>>>

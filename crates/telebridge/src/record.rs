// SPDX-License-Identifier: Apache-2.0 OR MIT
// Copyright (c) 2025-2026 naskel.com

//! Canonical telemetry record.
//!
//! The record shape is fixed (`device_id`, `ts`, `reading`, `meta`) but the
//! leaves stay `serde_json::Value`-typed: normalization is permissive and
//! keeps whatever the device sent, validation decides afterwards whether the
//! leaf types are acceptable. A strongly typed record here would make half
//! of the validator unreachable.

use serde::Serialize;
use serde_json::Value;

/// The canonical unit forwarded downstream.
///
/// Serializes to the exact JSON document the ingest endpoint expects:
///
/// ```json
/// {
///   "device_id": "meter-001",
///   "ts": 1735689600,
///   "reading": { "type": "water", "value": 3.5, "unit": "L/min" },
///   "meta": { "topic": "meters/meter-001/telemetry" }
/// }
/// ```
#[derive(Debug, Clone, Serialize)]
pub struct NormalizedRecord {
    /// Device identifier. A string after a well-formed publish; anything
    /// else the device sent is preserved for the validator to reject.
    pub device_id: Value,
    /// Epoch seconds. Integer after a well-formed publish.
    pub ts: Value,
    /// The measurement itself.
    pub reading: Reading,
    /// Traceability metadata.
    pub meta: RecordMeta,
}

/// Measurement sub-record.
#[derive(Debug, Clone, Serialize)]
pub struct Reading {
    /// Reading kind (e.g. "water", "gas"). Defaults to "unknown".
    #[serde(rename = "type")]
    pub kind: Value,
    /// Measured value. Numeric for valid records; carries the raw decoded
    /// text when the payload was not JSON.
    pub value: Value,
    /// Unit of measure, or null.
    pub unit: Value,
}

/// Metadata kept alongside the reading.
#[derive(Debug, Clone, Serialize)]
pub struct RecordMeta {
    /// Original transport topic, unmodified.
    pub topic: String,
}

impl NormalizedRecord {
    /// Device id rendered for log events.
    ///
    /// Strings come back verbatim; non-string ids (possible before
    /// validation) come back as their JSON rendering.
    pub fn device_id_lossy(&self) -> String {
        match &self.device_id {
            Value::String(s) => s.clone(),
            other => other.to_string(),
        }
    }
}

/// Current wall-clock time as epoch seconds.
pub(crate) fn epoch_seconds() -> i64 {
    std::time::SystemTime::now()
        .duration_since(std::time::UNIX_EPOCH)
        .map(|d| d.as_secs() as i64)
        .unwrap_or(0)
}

<<<

- The problem -
Copy down the complete data exactly as supplied.

- Answer to this exercise -
filename crates/telebridge/src/record.rs
// SPDX-License-Identifier: Apache-2.0 OR MIT
// Copyright (c) 2025-2026 naskel.com

//! Canonical telemetry record.
//!
//! The record shape is fixed (`device_id`, `ts`, `reading`, `meta`) but the
//! leaves stay `serde_json::Value`-typed: normalization is permissive and
//! keeps whatever the device sent, validation decides afterwards whether the
//! leaf types are acceptable. A strongly typed record here would make half
//! of the validator unreachable.

use serde::Serialize;
use serde_json::Value;

/// The canonical unit forwarded downstream.
///
/// Serializes to the exact JSON document the ingest endpoint expects:
///
/// ```json
/// {
///   "device_id": "meter-001",
///   "ts": 1735689600,
///   "reading": { "type": "water", "value": 3.5, "unit": "L/min" },
///   "meta": { "topic": "meters/meter-001/telemetry" }
/// }
/// ```
#[derive(Debug, Clone, Serialize)]
pub struct NormalizedRecord {
    /// Device identifier. A string after a well-formed publish; anything
    /// else the device sent is preserved for the validator to reject.
    pub device_id: Value,
    /// Epoch seconds. Integer after a well-formed publish.
    pub ts: Value,
    /// The measurement itself.
    pub reading: Reading,
    /// Traceability metadata.
    pub meta: RecordMeta,
}

/// Measurement sub-record.
#[derive(Debug, Clone, Serialize)]
pub struct Reading {
    /// Reading kind (e.g. "water", "gas"). Defaults to "unknown".
    #[serde(rename = "type")]
    pub kind: Value,
    /// Measured value. Numeric for valid records; carries the raw decoded
    /// text when the payload was not JSON.
    pub value: Value,
    /// Unit of measure, or null.
    pub unit: Value,
}

/// Metadata kept alongside the reading.
#[derive(Debug, Clone, Serialize)]
pub struct RecordMeta {
    /// Original transport topic, unmodified.
    pub topic: String,
}

impl NormalizedRecord {
    /// Device id rendered for log events.
    ///
    /// Strings come back verbatim; non-string ids (possible before
    /// validation) come back as their JSON rendering.
    pub fn device_id_lossy(&self) -> String {
        match &self.device_id {
            Value::String(s) => s.clone(),
            other => other.to_string(),
        }
    }
}

/// Current wall-clock time as epoch seconds.
pub(crate) fn epoch_seconds() -> i64 {
    std::time::SystemTime::now()
        .duration_since(std::time::UNIX_EPOCH)
        .map(|d| d.as_secs() as i64)
        .unwrap_or(0)
}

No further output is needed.